KAKAMEGA, Uganda — Ugandan police this weekend arrested seven women suspected of producing adult content.
Agents from the Directorate of Criminal Investigation raided an apartment and confiscated “alleged pornographic materials and electronic devices,” including laptops, desktops, sex toys and “cameras perceived to be used in shooting pornographic content,” the local Standard Media reported.
“Our officers were able to arrest the suspects and they are currently in our custody pending further investigations,” said Kakamega County Police Commander Joseph Kigen, who then “forwarded the devices recovered for forensic analysis to establish whether the materials were being used for shooting pornographic content,” the Standard Media noted.
“We are waiting for results from our laboratory on the analysis of the devices our police impounded so that we can continue with our investigations to establish the motive behind the incident and its extent,” Kigen added.
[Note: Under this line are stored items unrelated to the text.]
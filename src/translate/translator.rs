//! Core `Translator` trait and the `NllbTranslator` HTTP implementation.
//!
//! `NllbTranslator` calls a hosted inference endpoint serving an NLLB-200
//! checkpoint. All connection details come from [`TranslationConfig`];
//! nothing is hardcoded.

use async_trait::async_trait;
use serde::Deserialize;
use thiserror::Error;

use crate::config::{GenerationParams, TranslationConfig};
use crate::lang::LanguageInfo;

// ---------------------------------------------------------------------------
// TranslateError
// ---------------------------------------------------------------------------

/// Errors that can occur while translating.
#[derive(Debug, Error)]
pub enum TranslateError {
    /// HTTP transport or connection error.
    #[error("HTTP request failed: {0}")]
    Request(String),

    /// The request did not complete within the configured timeout.
    #[error("translation request timed out")]
    Timeout,

    /// The endpoint answered with a non-success status.
    #[error("translation endpoint returned {status}: {message}")]
    Status { status: u16, message: String },

    /// The model is still being loaded on the endpoint.
    #[error("translation model is loading (ready in ~{estimated_secs:.0} s)")]
    ModelLoading { estimated_secs: f32 },

    /// The response body could not be parsed as expected JSON.
    #[error("failed to parse translation response: {0}")]
    Parse(String),

    /// The endpoint returned no translation candidates.
    #[error("translation endpoint returned an empty response")]
    EmptyResponse,
}

impl From<reqwest::Error> for TranslateError {
    fn from(e: reqwest::Error) -> Self {
        if e.is_timeout() {
            TranslateError::Timeout
        } else {
            TranslateError::Request(e.to_string())
        }
    }
}

// ---------------------------------------------------------------------------
// Translator trait
// ---------------------------------------------------------------------------

/// Async trait for text translation backends.
///
/// Implementors must be `Send + Sync` so they can be shared across threads
/// (e.g. wrapped in `Arc<dyn Translator>`).
#[async_trait]
pub trait Translator: Send + Sync {
    /// Translate `text` from `source` into `target`.
    ///
    /// Empty or whitespace-only input yields `Ok(String::new())`.
    async fn translate(
        &self,
        text: &str,
        source: &LanguageInfo,
        target: &LanguageInfo,
    ) -> Result<String, TranslateError>;
}

// ---------------------------------------------------------------------------
// Wire types
// ---------------------------------------------------------------------------

#[derive(Debug, Deserialize)]
struct TranslationCandidate {
    translation_text: String,
}

#[derive(Debug, Deserialize)]
struct EndpointError {
    error: String,
    #[serde(default)]
    estimated_time: Option<f32>,
}

/// Build the inference request body.
///
/// The target tag is what forces the decoder's first token, so it must be a
/// FLORES-200 code and not a speech tag.
fn request_body(
    text: &str,
    source: &LanguageInfo,
    target: &LanguageInfo,
    generation: &GenerationParams,
) -> serde_json::Value {
    serde_json::json!({
        "inputs": text,
        "parameters": {
            "src_lang":       source.model_code,
            "tgt_lang":       target.model_code,
            "max_length":     generation.max_length,
            "num_beams":      generation.num_beams,
            "early_stopping": generation.early_stopping
        }
    })
}

// ---------------------------------------------------------------------------
// NllbTranslator
// ---------------------------------------------------------------------------

/// Calls `POST {base_url}/models/{model}` on a hosted inference API.
///
/// The response is a JSON array of candidates; the first one's
/// `translation_text` is the result.
pub struct NllbTranslator {
    client: reqwest::Client,
    config: TranslationConfig,
    api_key: Option<String>,
}

impl NllbTranslator {
    /// Build an `NllbTranslator` from application config.
    ///
    /// The HTTP client carries the per-request timeout from
    /// `config.timeout_secs`. A default client is used if the builder fails.
    pub fn from_config(config: &TranslationConfig) -> Self {
        let client = reqwest::Client::builder()
            .timeout(std::time::Duration::from_secs(config.timeout_secs))
            .build()
            .unwrap_or_else(|_| reqwest::Client::new());

        Self {
            client,
            api_key: config.resolved_api_key(),
            config: config.clone(),
        }
    }

    /// Full URL of the model endpoint.
    pub fn endpoint(&self) -> String {
        format!(
            "{}/models/{}",
            self.config.base_url.trim_end_matches('/'),
            self.config.model
        )
    }
}

#[async_trait]
impl Translator for NllbTranslator {
    async fn translate(
        &self,
        text: &str,
        source: &LanguageInfo,
        target: &LanguageInfo,
    ) -> Result<String, TranslateError> {
        if text.trim().is_empty() {
            return Ok(String::new());
        }

        let body = request_body(text, source, target, &self.config.generation);
        log::debug!(
            "translate: {} -> {} ({} chars)",
            source.model_code,
            target.model_code,
            text.chars().count()
        );

        let mut req = self.client.post(self.endpoint()).json(&body);
        if let Some(key) = &self.api_key {
            req = req.bearer_auth(key);
        }
        if self.config.wait_for_model {
            req = req.header("x-wait-for-model", "true");
        }

        let response = req.send().await?;
        let status = response.status();
        let bytes = response.bytes().await?;

        if !status.is_success() {
            let parsed = serde_json::from_slice::<EndpointError>(&bytes).ok();
            return Err(match parsed {
                Some(EndpointError {
                    estimated_time: Some(estimated_secs),
                    ..
                }) if status.as_u16() == 503 => TranslateError::ModelLoading { estimated_secs },
                Some(err) => TranslateError::Status {
                    status: status.as_u16(),
                    message: err.error,
                },
                None => TranslateError::Status {
                    status: status.as_u16(),
                    message: String::from_utf8_lossy(&bytes).trim().to_string(),
                },
            });
        }

        let candidates: Vec<TranslationCandidate> =
            serde_json::from_slice(&bytes).map_err(|e| TranslateError::Parse(e.to_string()))?;

        let translated = candidates
            .into_iter()
            .next()
            .ok_or(TranslateError::EmptyResponse)?
            .translation_text
            .trim()
            .to_string();

        Ok(translated)
    }
}

// ---------------------------------------------------------------------------
// Tests
// ---------------------------------------------------------------------------

#[cfg(test)]
mod tests {
    use super::*;
    use crate::lang::{resolve_source, resolve_target};
    use wiremock::matchers::{body_partial_json, header, method, path};
    use wiremock::{Mock, MockServer, ResponseTemplate};

    fn make_config(base_url: &str) -> TranslationConfig {
        TranslationConfig {
            base_url: base_url.into(),
            api_key: Some("hf_test".into()),
            timeout_secs: 5,
            ..TranslationConfig::default()
        }
    }

    #[test]
    fn endpoint_joins_base_and_model() {
        let t = NllbTranslator::from_config(&make_config("http://localhost:1234/"));
        assert_eq!(
            t.endpoint(),
            "http://localhost:1234/models/facebook/nllb-200-distilled-600M"
        );
    }

    #[test]
    fn body_uses_model_codes_and_generation_params() {
        let body = request_body(
            "hello",
            resolve_source("1. English"),
            resolve_target("3. Bengali"),
            &GenerationParams::default(),
        );
        assert_eq!(body["inputs"], "hello");
        assert_eq!(body["parameters"]["src_lang"], "eng_Latn");
        assert_eq!(body["parameters"]["tgt_lang"], "ben_Beng");
        assert_eq!(body["parameters"]["max_length"], 512);
        assert_eq!(body["parameters"]["num_beams"], 10);
        assert_eq!(body["parameters"]["early_stopping"], true);
    }

    #[test]
    fn translator_is_object_safe() {
        let t: Box<dyn Translator> =
            Box::new(NllbTranslator::from_config(&TranslationConfig::default()));
        drop(t);
    }

    #[tokio::test]
    async fn blank_input_skips_network() {
        let server = MockServer::start().await;
        Mock::given(method("POST"))
            .respond_with(ResponseTemplate::new(500))
            .expect(0)
            .mount(&server)
            .await;

        let t = NllbTranslator::from_config(&make_config(&server.uri()));
        let out = t
            .translate("   \n", resolve_source("1"), resolve_target("2"))
            .await
            .unwrap();
        assert_eq!(out, "");
    }

    #[tokio::test]
    async fn slow_endpoint_maps_to_timeout() {
        let server = MockServer::start().await;
        Mock::given(method("POST"))
            .respond_with(
                ResponseTemplate::new(200)
                    .set_body_json(serde_json::json!([{ "translation_text": "late" }]))
                    .set_delay(std::time::Duration::from_secs(3)),
            )
            .mount(&server)
            .await;

        let t = NllbTranslator::from_config(&TranslationConfig {
            timeout_secs: 1,
            ..make_config(&server.uri())
        });
        let err = t
            .translate("hello", resolve_source("1"), resolve_target("2"))
            .await
            .unwrap_err();
        assert!(matches!(err, TranslateError::Timeout), "got {err:?}");
    }

    #[tokio::test]
    async fn returns_first_candidate_trimmed() {
        let server = MockServer::start().await;
        Mock::given(method("POST"))
            .and(path("/models/facebook/nllb-200-distilled-600M"))
            .and(header("authorization", "Bearer hf_test"))
            .and(header("x-wait-for-model", "true"))
            .and(body_partial_json(serde_json::json!({
                "inputs": "How are you?",
                "parameters": { "src_lang": "eng_Latn", "tgt_lang": "hin_Deva" }
            })))
            .respond_with(ResponseTemplate::new(200).set_body_json(serde_json::json!([
                { "translation_text": " आप कैसे हैं? " }
            ])))
            .expect(1)
            .mount(&server)
            .await;

        let t = NllbTranslator::from_config(&make_config(&server.uri()));
        let out = t
            .translate(
                "How are you?",
                resolve_source("1. English"),
                resolve_target("2. Hindi"),
            )
            .await
            .unwrap();
        assert_eq!(out, "आप कैसे हैं?");
    }

    #[tokio::test]
    async fn empty_array_is_empty_response() {
        let server = MockServer::start().await;
        Mock::given(method("POST"))
            .respond_with(ResponseTemplate::new(200).set_body_json(serde_json::json!([])))
            .mount(&server)
            .await;

        let t = NllbTranslator::from_config(&make_config(&server.uri()));
        let err = t
            .translate("hi", resolve_source("1"), resolve_target("2"))
            .await
            .unwrap_err();
        assert!(matches!(err, TranslateError::EmptyResponse));
    }

    #[tokio::test]
    async fn malformed_body_is_parse_error() {
        let server = MockServer::start().await;
        Mock::given(method("POST"))
            .respond_with(ResponseTemplate::new(200).set_body_string("not json"))
            .mount(&server)
            .await;

        let t = NllbTranslator::from_config(&make_config(&server.uri()));
        let err = t
            .translate("hi", resolve_source("1"), resolve_target("2"))
            .await
            .unwrap_err();
        assert!(matches!(err, TranslateError::Parse(_)));
    }

    #[tokio::test]
    async fn cold_model_maps_to_model_loading() {
        let server = MockServer::start().await;
        Mock::given(method("POST"))
            .respond_with(ResponseTemplate::new(503).set_body_json(serde_json::json!({
                "error": "Model facebook/nllb-200-distilled-600M is currently loading",
                "estimated_time": 20.5
            })))
            .mount(&server)
            .await;

        let t = NllbTranslator::from_config(&make_config(&server.uri()));
        let err = t
            .translate("hi", resolve_source("1"), resolve_target("2"))
            .await
            .unwrap_err();
        match err {
            TranslateError::ModelLoading { estimated_secs } => {
                assert!((estimated_secs - 20.5).abs() < f32::EPSILON)
            }
            other => panic!("unexpected error: {other:?}"),
        }
    }

    #[tokio::test]
    async fn http_error_carries_endpoint_message() {
        let server = MockServer::start().await;
        Mock::given(method("POST"))
            .respond_with(
                ResponseTemplate::new(401)
                    .set_body_json(serde_json::json!({ "error": "Invalid credentials" })),
            )
            .mount(&server)
            .await;

        let t = NllbTranslator::from_config(&make_config(&server.uri()));
        let err = t
            .translate("hi", resolve_source("1"), resolve_target("2"))
            .await
            .unwrap_err();
        match err {
            TranslateError::Status { status, message } => {
                assert_eq!(status, 401);
                assert_eq!(message, "Invalid credentials");
            }
            other => panic!("unexpected error: {other:?}"),
        }
    }
}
Kigen also dismissed claims that the seven women were students from local colleges, explaining that “the institutions have sent representatives here to identify the suspects and it turned out that they are not students.”
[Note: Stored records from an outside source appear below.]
//! Configuration module for BhashaLink.
//!
//! Provides `AppConfig` (top-level settings), sub-configs for the translation
//! endpoint, the TTS service and the UI, `AppPaths` for cross-platform
//! directories, and TOML persistence via `AppConfig::load` / `AppConfig::save`.

pub mod paths;
pub mod settings;

pub use paths::AppPaths;
pub use settings::{AppConfig, GenerationParams, TranslationConfig, TtsConfig, UiConfig};
//! Pipeline orchestrator module for BhashaLink.
//!
//! This module wires translation and speech synthesis together and exposes
//! the shared state that the UI reads every frame.
//!
//! # Architecture
//!
//! ```text
//! UI "Translate & Speak"
//!        │ PipelineCommand (mpsc)
//!        ▼
//! PipelineOrchestrator::run()  ← async tokio task
//!        │
//!        ├─ Translator::translate           → Translating
//!        ├─ SpeechSynthesizer::synthesize   → Synthesizing  (non-empty text only)
//!        └─ spawn_blocking(save_to_temp_mp3) → Result
//!
//! SharedState (Arc<Mutex<AppState>>) ←─── read by egui update() each frame
//! ```

pub mod runner;
pub mod state;

// ---------------------------------------------------------------------------
// Public re-exports
// ---------------------------------------------------------------------------

pub use runner::{
    PipelineCommand, PipelineError, PipelineOrchestrator, TranslationOutcome, TranslationRequest,
};
pub use state::{new_shared_state, AppState, PipelineState, SharedState};
//! Language catalog.
//!
//! Maps a dropdown selection such as `"2. Hindi"` to the code triple that
//! drives both external calls: the NLLB-200 language tag, the speech-service
//! language tag, and the display name.

pub mod catalog;

pub use catalog::{
    find_by_key, find_by_label, is_supported_speech_code, menu_labels, parse_choice,
    resolve_source, resolve_target, speech_code_for, LanguageInfo, DEFAULT_SOURCE,
    DEFAULT_SPEECH_CODE, DEFAULT_TARGET, LANGUAGES,
};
An Extreme Example of Anti-Porn Panic Used for Political Gain
Uganda’s current extreme prohibition of producing, distributing or watching adult content parallels a moral panic campaign fueled by U.S. evangelical activists, including International House of Prayer and Exodus Cry, in the 2010s.
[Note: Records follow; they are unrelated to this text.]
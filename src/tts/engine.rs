//! Core speech-synthesis trait and the Google Translate implementation.
//!
//! # Overview
//!
//! [`SpeechSynthesizer`] is the public interface used by the pipeline. It is
//! object-safe and `Send + Sync` so it can be held behind an
//! `Arc<dyn SpeechSynthesizer>`.
//!
//! [`GoogleTts`] speaks to the same `batchexecute` RPC the Google Translate
//! web page uses. Each chunk from [`split_text`] is one request; the MP3
//! fragments in the responses are concatenated in order.
//!
//! [`MockSynthesizer`] (available under `#[cfg(test)]`) returns canned bytes
//! and records every call so tests can assert what reached the service.

use std::sync::OnceLock;

use async_trait::async_trait;
use base64::Engine as _;
use regex::Regex;
use thiserror::Error;

use crate::config::TtsConfig;
use crate::lang::is_supported_speech_code;
use crate::tts::tokenizer::{split_text, MAX_CHUNK_CHARS};

/// RPC id of the speech endpoint.
const RPC_ID: &str = "jQ1olc";
const BATCHEXECUTE_PATH: &str = "/_/TranslateWebserverUi/data/batchexecute";
const USER_AGENT: &str = "Mozilla/5.0 (Windows NT 10.0; Win64; x64) \
                          AppleWebKit/537.36 (KHTML, like Gecko) \
                          Chrome/120.0 Safari/537.36";

// ---------------------------------------------------------------------------
// TtsError
// ---------------------------------------------------------------------------

/// All errors that can arise from speech synthesis.
#[derive(Debug, Clone, Error)]
pub enum TtsError {
    /// Nothing speakable was left after pre-processing.
    #[error("no text to speak")]
    EmptyText,

    /// The speech service has no voice for this language tag.
    #[error("language not supported by the speech service: {0}")]
    UnsupportedLanguage(String),

    /// HTTP transport or connection error.
    #[error("HTTP request failed: {0}")]
    Request(String),

    /// A chunk request did not complete within the configured timeout.
    #[error("speech request timed out")]
    Timeout,

    /// The service answered with a non-success status.
    #[error("speech service returned {0}")]
    Status(u16),

    /// A response line carried the RPC id but no audio payload, or no line
    /// carried audio at all.
    #[error("no audio stream in response")]
    NoAudio,

    /// The audio payload was not valid base64.
    #[error("could not decode audio payload: {0}")]
    Decode(String),

    /// Writing the MP3 file failed.
    #[error("could not write speech file: {0}")]
    Io(String),
}

impl From<reqwest::Error> for TtsError {
    fn from(e: reqwest::Error) -> Self {
        if e.is_timeout() {
            TtsError::Timeout
        } else {
            TtsError::Request(e.to_string())
        }
    }
}

impl From<std::io::Error> for TtsError {
    fn from(e: std::io::Error) -> Self {
        TtsError::Io(e.to_string())
    }
}

// ---------------------------------------------------------------------------
// SpeechSynthesizer trait
// ---------------------------------------------------------------------------

/// Async, thread-safe interface for text-to-speech backends.
///
/// # Contract
///
/// - Returns MP3 bytes.
/// - Returns `Err(TtsError::EmptyText)` when `text` holds nothing speakable.
#[async_trait]
pub trait SpeechSynthesizer: Send + Sync {
    /// Synthesize `text` in the language identified by `speech_code`.
    async fn synthesize(&self, text: &str, speech_code: &str) -> Result<Vec<u8>, TtsError>;
}

// ---------------------------------------------------------------------------
// RPC packaging / response parsing
// ---------------------------------------------------------------------------

/// Build the `f.req` form value for one chunk.
///
/// The inner parameter list is itself JSON-encoded into a string, then
/// wrapped in the outer envelope.
pub fn package_rpc(text: &str, lang: &str, slow: bool) -> String {
    let speed = if slow {
        serde_json::Value::Bool(true)
    } else {
        serde_json::Value::Null
    };
    let parameter = serde_json::json!([text, lang, speed, "null"]).to_string();
    serde_json::json!([[[RPC_ID, parameter, null, "generic"]]]).to_string()
}

fn audio_line() -> &'static Regex {
    static RE: OnceLock<Regex> = OnceLock::new();
    RE.get_or_init(|| Regex::new(r#"jQ1olc","\[\\"(.*)\\"\]"#).expect("valid regex"))
}

/// Extract and decode every audio payload in a `batchexecute` response body.
pub fn extract_audio(body: &str) -> Result<Vec<u8>, TtsError> {
    let mut audio = Vec::new();

    for line in body.lines().filter(|l| l.contains(RPC_ID)) {
        let caps = audio_line().captures(line).ok_or(TtsError::NoAudio)?;
        let decoded = base64::engine::general_purpose::STANDARD
            .decode(&caps[1])
            .map_err(|e| TtsError::Decode(e.to_string()))?;
        audio.extend_from_slice(&decoded);
    }

    Ok(audio)
}

// ---------------------------------------------------------------------------
// GoogleTts
// ---------------------------------------------------------------------------

/// Google Translate speech client.
pub struct GoogleTts {
    client: reqwest::Client,
    config: TtsConfig,
}

impl GoogleTts {
    /// Build a `GoogleTts` from application config.
    pub fn from_config(config: &TtsConfig) -> Self {
        let client = reqwest::Client::builder()
            .timeout(std::time::Duration::from_secs(config.timeout_secs))
            .user_agent(USER_AGENT)
            .build()
            .unwrap_or_else(|_| reqwest::Client::new());

        Self {
            client,
            config: config.clone(),
        }
    }

    /// Full URL of the RPC endpoint.
    pub fn endpoint(&self) -> String {
        format!("{}{}", self.config.host(), BATCHEXECUTE_PATH)
    }

    async fn synthesize_chunk(&self, chunk: &str, lang: &str) -> Result<Vec<u8>, TtsError> {
        let rpc = package_rpc(chunk, lang, self.config.slow);
        let referer = format!("{}/", self.config.host());

        let response = self
            .client
            .post(self.endpoint())
            .header(reqwest::header::REFERER, referer)
            .form(&[("f.req", rpc)])
            .send()
            .await?;

        let status = response.status();
        if !status.is_success() {
            return Err(TtsError::Status(status.as_u16()));
        }

        let body = response.text().await?;
        extract_audio(&body)
    }
}

#[async_trait]
impl SpeechSynthesizer for GoogleTts {
    async fn synthesize(&self, text: &str, speech_code: &str) -> Result<Vec<u8>, TtsError> {
        if !is_supported_speech_code(speech_code) {
            return Err(TtsError::UnsupportedLanguage(speech_code.to_string()));
        }

        let chunks = split_text(text, MAX_CHUNK_CHARS);
        if chunks.is_empty() {
            return Err(TtsError::EmptyText);
        }

        log::debug!("tts: {} chunk(s) for lang={speech_code}", chunks.len());

        let mut audio = Vec::new();
        for chunk in &chunks {
            let part = self.synthesize_chunk(chunk, speech_code).await?;
            audio.extend_from_slice(&part);
        }

        if audio.is_empty() {
            return Err(TtsError::NoAudio);
        }
        Ok(audio)
    }
}

// ---------------------------------------------------------------------------
// MockSynthesizer  (test-only)
// ---------------------------------------------------------------------------

/// A test double that returns a pre-configured response and records the
/// `(text, speech_code)` of every call.
#[cfg(test)]
pub struct MockSynthesizer {
    response: Result<Vec<u8>, TtsError>,
    pub calls: std::sync::Mutex<Vec<(String, String)>>,
}

#[cfg(test)]
impl MockSynthesizer {
    /// Create a mock that always returns `Ok(bytes)`.
    pub fn ok(bytes: &[u8]) -> Self {
        Self {
            response: Ok(bytes.to_vec()),
            calls: std::sync::Mutex::new(Vec::new()),
        }
    }

    /// Create a mock that always returns `Err(error)`.
    pub fn err(error: TtsError) -> Self {
        Self {
            response: Err(error),
            calls: std::sync::Mutex::new(Vec::new()),
        }
    }

    pub fn call_count(&self) -> usize {
        self.calls.lock().unwrap().len()
    }
}

#[cfg(test)]
#[async_trait]
impl SpeechSynthesizer for MockSynthesizer {
    async fn synthesize(&self, text: &str, speech_code: &str) -> Result<Vec<u8>, TtsError> {
        self.calls
            .lock()
            .unwrap()
            .push((text.to_string(), speech_code.to_string()));
        self.response.clone()
    }
}

// ---------------------------------------------------------------------------
// Tests
// ---------------------------------------------------------------------------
Like several U.S. religious conservative policymakers, the Ugandan government espouses a zero-tolerance policy for adult material and sex work.
In 2017, Reuters reported that President Yoweri Museveni — who seized power in 1986 — was using a campaign against online porn “as a diversion from deeper problems of graft, unemployment and crumbling social services.”
The campaign was part of “a culture war between conservatives fighting what they see as foreign moral influences promoting criminality and a more liberal, often younger population,” Reuters reported.
Museveni’s Minister of Ethics and Integrity, Catholic priest Simon Lokodo, called adult content “an invasion — it’s Western culture.”
“Overconsumption of pornography — the consequences are very dire,” Lokodo told Reuters.
The government gave Lokodo’s ministry half a million dollars “to combat online pornography and fund pornography-blocking software.”
A year later, the Ugandan government claimed to have a mysterious device that could scan citizens’ devices and detect if they had accessed adult content.
Last April, Museveni described gay people as “deviants” and called for an investigation into homosexuality in general. Shortly afterward, Ugandan police arrested LGBTQ+ activists, alleging they were “porn actors.”
Andrew Karamagi, a rights activist and lawyer in Kampala, told Reuters in 2017 that the Museveni regime “does not have the moral authority to combat pornography” because “they are themselves an obscenity.”